By conceiving of his prose as a means of immortality, Unamuno explores the power of literature to articulate the inner self and more importantly to communicate with others. The originality of his fictions and the controversial creation of the ‘nivola’ are the result of combining metafictional experimentation with an attempt to constrain the readers’ hermeneutic freedom. The role that the reader plays in such fictions is twofold: on the one hand, the reader is an autonomous subject who is faced with new literary conventions. On the other hand, the reader becomes subjugated in the sense that his or her ability to create meaning is restricted by an ‘existential blackmailing’: the reader’s identity and his hope for eternal life is strengthened or weakened depending on his or her interpretation. Thus Unamuno’s prose offers a unique blend of ontology and hermeneutics.

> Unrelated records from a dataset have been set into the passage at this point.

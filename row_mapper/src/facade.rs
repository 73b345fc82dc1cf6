//! Query functions over any [`Queryer`]
//!
//! `select` and `get` own the cursor they open and close it on every path,
//! including errors. `queryx` and `query_row` hand the cursor to the caller
//! inside a session that closes it when dropped.

use crate::errors::MapError;
use crate::materialize::materialize_all;
use crate::rows::{Row, Rows};
use crate::traits::Queryer;
use field_map::{descriptor_for, Element, Record, Value};

/// Run a query and wrap its cursor for row-by-row reading
pub async fn queryx<Q>(q: &Q, sql: &str, args: Vec<Value>) -> Result<Rows<Q::Cursor>, MapError>
where
    Q: Queryer,
{
    Ok(Rows::new(q.query(sql, args).await?))
}

/// Run a query whose first row is all the caller wants
pub async fn query_row<Q>(q: &Q, sql: &str, args: Vec<Value>) -> Result<Row<Q::Cursor>, MapError>
where
    Q: Queryer,
{
    Ok(Row::new(q.query(sql, args).await?))
}

/// Run a query and append one element per result row to `dest`.
///
/// On a scan error the rows read so far stay in `dest`.
pub async fn select<Q, E>(q: &Q, dest: &mut Vec<E>, sql: &str, args: Vec<Value>) -> Result<(), MapError>
where
    Q: Queryer,
    E: Element,
{
    // Reject unusable record types before running anything
    descriptor_for::<E::Record>()?;

    let mut rows = queryx(q, sql, args).await?;
    let result = materialize_all(&mut rows, dest);
    let closed = rows.close();
    result.and(closed)
}

/// Run a query and scan its first row into `dest`.
///
/// Fails with [`MapError::NoRows`] when the query returns nothing; extra rows
/// are ignored.
pub async fn get<Q, R>(q: &Q, dest: &mut R, sql: &str, args: Vec<Value>) -> Result<(), MapError>
where
    Q: Queryer,
    R: Record,
{
    descriptor_for::<R>()?;

    query_row(q, sql, args).await?.struct_scan(dest)
}
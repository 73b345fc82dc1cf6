//! Record descriptor construction
//!
//! A descriptor is the name -> field position map for one record type. It is
//! built once from the type's [`RecordType`] and never changes afterwards.

use crate::errors::DescriptorError;
use crate::record::{FieldDef, RecordType, Shape};
use std::collections::HashMap;

/// Immutable column name -> field position map for one record type
#[derive(Debug, Clone, PartialEq, Eq)]
pub struct RecordDescriptor {
    type_name: &'static str,
    names: Vec<String>,
    positions: HashMap<String, usize>,
}

/// Resolved column name of a field: the override if present, otherwise the
/// declared name folded to lower case.
pub fn resolve_name(field: &FieldDef) -> String {
    match field.column {
        Some(column) => column.to_string(),
        None => {
            let ident = field.ident.strip_prefix("r#").unwrap_or(field.ident);
            ident.to_lowercase()
        }
    }
}

impl RecordDescriptor {
    /// Build a descriptor, rejecting shapes without field names and
    /// two fields resolving to the same name.
    pub fn build(record_type: &RecordType) -> Result<Self, DescriptorError> {
        let fields = match record_type.shape {
            Shape::Named(fields) => fields,
            Shape::Tuple(_) | Shape::Unit => {
                return Err(DescriptorError::NotAStruct {
                    type_name: record_type.name,
                })
            }
        };

        let mut names = Vec::with_capacity(fields.len());
        let mut positions: HashMap<String, usize> = HashMap::with_capacity(fields.len());

        for (position, field) in fields.iter().enumerate() {
            let name = resolve_name(field);
            if let Some(&earlier) = positions.get(&name) {
                return Err(DescriptorError::DuplicateField {
                    type_name: record_type.name,
                    column: name,
                    first: fields[earlier].ident,
                    second: field.ident,
                });
            }
            positions.insert(name.clone(), position);
            names.push(name);
        }

        Ok(Self {
            type_name: record_type.name,
            names,
            positions,
        })
    }

    pub fn type_name(&self) -> &'static str {
        self.type_name
    }

    /// Field position for a resolved column name (exact match)
    pub fn position(&self, name: &str) -> Option<usize> {
        self.positions.get(name).copied()
    }

    pub fn name_at(&self, position: usize) -> Option<&str> {
        self.names.get(position).map(String::as_str)
    }

    /// Resolved names in field declaration order
    pub fn names(&self) -> &[String] {
        &self.names
    }

    pub fn len(&self) -> usize {
        self.names.len()
    }

    pub fn is_empty(&self) -> bool {
        self.names.is_empty()
    }
}
//! Error types for the rowmap crate
//!
//! Mapping failures keep their own type ([`MapError`]); this enum adds the
//! connection and configuration failures of the PostgreSQL collaborator.

use config::ConfigError;
use row_mapper::MapError;
use thiserror::Error;

#[derive(Error, Debug)]
pub enum RowmapError {
    #[error("Database connection error: {0}")]
    DatabaseConnection(#[from] sqlx::Error),

    #[error("Configuration error: {0}")]
    Config(#[from] ConfigError),

    #[error(transparent)]
    Map(#[from] MapError),
}
//! Row Mapper - maps query results onto records
//!
//! This crate resolves result columns to record fields, scans rows through
//! the field handles generated for each record, and provides `select`/`get`
//! style query functions over any collaborator implementing the capability
//! traits.

pub mod bind;
pub mod cursor;
pub mod errors;
pub mod exec;
pub mod facade;
pub mod materialize;
pub mod memory;
pub mod named;
pub mod prelude;
pub mod resolver;
pub mod rows;
pub mod scanner;
pub mod traits;

pub use bind::{bind_map, bind_params, compile_named, rebind, BindType, CompiledQuery};
pub use cursor::{BufferedCursor, Cursor};
pub use errors::MapError;
pub use exec::{
    exec_or_exit, exec_or_log, exec_verbose, load_file, must_exec, select_or_exit, select_verbose,
};
pub use facade::{get, query_row, queryx, select};
pub use materialize::materialize_all;
pub use memory::{MemoryDb, ResultSet};
pub use named::{named_exec, named_exec_map, named_query, named_query_map};
pub use resolver::resolve;
pub use rows::{Row, Rows};
pub use scanner::scan_record;
pub use traits::{Binder, ExecResult, Execer, Ext, Queryer};

pub use field_map::Value;

/// Build a positional argument list, converting each item into a [`Value`]
///
/// ```rust,ignore
/// select(&db, &mut people, "SELECT * FROM person WHERE age > $1 AND name <> $2", args![30, "Ann"]).await?;
/// ```
#[macro_export]
macro_rules! args {
    () => {
        ::std::vec::Vec::<$crate::Value>::new()
    };
    ($($arg:expr),+ $(,)?) => {
        ::std::vec![$($crate::Value::from($arg)),+]
    };
}

#[cfg(test)]
mod tests {
    use super::*;

    #[test]
    fn test_args_macro() {
        let empty: Vec<Value> = args![];
        assert!(empty.is_empty());

        let values = args![1, "two", 3i64, None::<i32>];
        assert_eq!(
            values,
            [
                Value::Integer(1),
                Value::Text("two".into()),
                Value::BigInt(3),
                Value::Null
            ]
        );
    }
}
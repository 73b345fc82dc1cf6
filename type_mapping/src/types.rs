//! Value definitions
//!
//! [`Value`] is what a cursor hands to a field handle and what a caller
//! passes as a query argument.

use serde::{Deserialize, Serialize};
use uuid::Uuid;

/// A single decoded column value or query argument
#[derive(Debug, Clone, PartialEq, Serialize, Deserialize)]
pub enum Value {
    Null,
    Boolean(bool),
    SmallInt(i16),
    Integer(i32),
    BigInt(i64),
    Float(f64),
    Text(String),
    Bytes(Vec<u8>),
    Uuid(Uuid),
    Timestamp(chrono::DateTime<chrono::Utc>),
    Decimal(String), // Store as string to preserve precision
    Json(serde_json::Value),
    Array(Vec<Value>),
}

impl Value {
    /// Short name of the variant, used in conversion errors
    pub fn kind(&self) -> &'static str {
        match self {
            Value::Null => "NULL",
            Value::Boolean(_) => "boolean",
            Value::SmallInt(_) => "smallint",
            Value::Integer(_) => "integer",
            Value::BigInt(_) => "bigint",
            Value::Float(_) => "float",
            Value::Text(_) => "text",
            Value::Bytes(_) => "bytes",
            Value::Uuid(_) => "uuid",
            Value::Timestamp(_) => "timestamp",
            Value::Decimal(_) => "decimal",
            Value::Json(_) => "json",
            Value::Array(_) => "array",
        }
    }

    pub fn is_null(&self) -> bool {
        matches!(self, Value::Null)
    }

    /// Integer payload widened to i64, if this is an integer variant
    pub fn as_i64(&self) -> Option<i64> {
        match self {
            Value::SmallInt(v) => Some(i64::from(*v)),
            Value::Integer(v) => Some(i64::from(*v)),
            Value::BigInt(v) => Some(*v),
            _ => None,
        }
    }
}

impl From<String> for Value {
    fn from(val: String) -> Self {
        Value::Text(val)
    }
}

impl From<&str> for Value {
    fn from(val: &str) -> Self {
        Value::Text(val.to_string())
    }
}

impl From<i32> for Value {
    fn from(val: i32) -> Self {
        Value::Integer(val)
    }
}

impl From<i64> for Value {
    fn from(val: i64) -> Self {
        Value::BigInt(val)
    }
}

impl From<i16> for Value {
    fn from(val: i16) -> Self {
        Value::SmallInt(val)
    }
}

impl From<u32> for Value {
    fn from(val: u32) -> Self {
        Value::BigInt(i64::from(val))
    }
}

impl From<u64> for Value {
    fn from(val: u64) -> Self {
        // Values past i64::MAX keep their digits as a decimal
        match i64::try_from(val) {
            Ok(v) => Value::BigInt(v),
            Err(_) => Value::Decimal(val.to_string()),
        }
    }
}

impl From<f32> for Value {
    fn from(val: f32) -> Self {
        Value::Float(f64::from(val))
    }
}

impl From<f64> for Value {
    fn from(val: f64) -> Self {
        Value::Float(val)
    }
}

impl From<bool> for Value {
    fn from(val: bool) -> Self {
        Value::Boolean(val)
    }
}

impl From<Vec<u8>> for Value {
    fn from(val: Vec<u8>) -> Self {
        Value::Bytes(val)
    }
}

impl From<Uuid> for Value {
    fn from(val: Uuid) -> Self {
        Value::Uuid(val)
    }
}

impl From<chrono::DateTime<chrono::Utc>> for Value {
    fn from(val: chrono::DateTime<chrono::Utc>) -> Self {
        Value::Timestamp(val)
    }
}

impl From<chrono::NaiveDateTime> for Value {
    fn from(val: chrono::NaiveDateTime) -> Self {
        Value::Timestamp(val.and_utc())
    }
}

impl From<serde_json::Value> for Value {
    fn from(val: serde_json::Value) -> Self {
        Value::Json(val)
    }
}

macro_rules! array_into_value {
    ($($t:ty),*) => {
        $(
            impl From<Vec<$t>> for Value {
                fn from(val: Vec<$t>) -> Self {
                    Value::Array(val.into_iter().map(Value::from).collect())
                }
            }
        )*
    };
}

array_into_value!(String, i16, i32, i64, f64, bool, Uuid);

impl<T> From<Option<T>> for Value
where
    T: Into<Value>,
{
    fn from(val: Option<T>) -> Self {
        match val {
            Some(v) => v.into(),
            None => Value::Null,
        }
    }
}

#[cfg(test)]
mod tests {
    use super::*;

    #[test]
    fn test_option_none_becomes_null() {
        let value: Value = Option::<i32>::None.into();
        assert!(value.is_null());

        let value: Value = Some("x").into();
        assert_eq!(value, Value::Text("x".to_string()));
    }

    #[test]
    fn test_string_vec_becomes_text_array() {
        let value = Value::from(vec!["a".to_string(), "b".to_string()]);
        assert_eq!(
            value,
            Value::Array(vec![Value::Text("a".into()), Value::Text("b".into())])
        );
    }

    #[test]
    fn test_u64_beyond_i64_becomes_decimal() {
        assert_eq!(Value::from(42u64), Value::BigInt(42));
        assert_eq!(Value::from(u64::MAX), Value::Decimal("18446744073709551615".into()));
    }

    #[test]
    fn test_typed_vecs_become_arrays() {
        assert_eq!(
            Value::from(vec![1i64, 2]),
            Value::Array(vec![Value::BigInt(1), Value::BigInt(2)])
        );
        assert_eq!(Value::from(Vec::<bool>::new()), Value::Array(vec![]));
    }

    #[test]
    fn test_as_i64_widens_integers() {
        assert_eq!(Value::SmallInt(-3).as_i64(), Some(-3));
        assert_eq!(Value::Integer(7).as_i64(), Some(7));
        assert_eq!(Value::BigInt(i64::MAX).as_i64(), Some(i64::MAX));
        assert_eq!(Value::Text("7".into()).as_i64(), None);
    }
}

Vida de don Quijote y Sancho (1905) and Cómo se hace una novela (1927) are non-conventional essays—half literary criticism, half autobiography—that expose the intentional fallacy and declare the reader’s authority to freely interpret texts. In both of them, Unamuno asks for the reader’s collaboration in the process of meaning-making but also he reveals his purpose of shaping the reader’s consciousness. This contradiction adopts a fictional form in Niebla (1914) and San Manuel Bueno, mártir (1933). The reader of these texts is presented with several interpretive options—did Augusto Pérez commit suicide or was he killed by his author? Is Manuel Bueno saint and martyr or is he not? Yet the response to such choices is far from arbitrary: it is somehow inscribed in the text by means of metafictional strategies that convey a threat of depersonalization.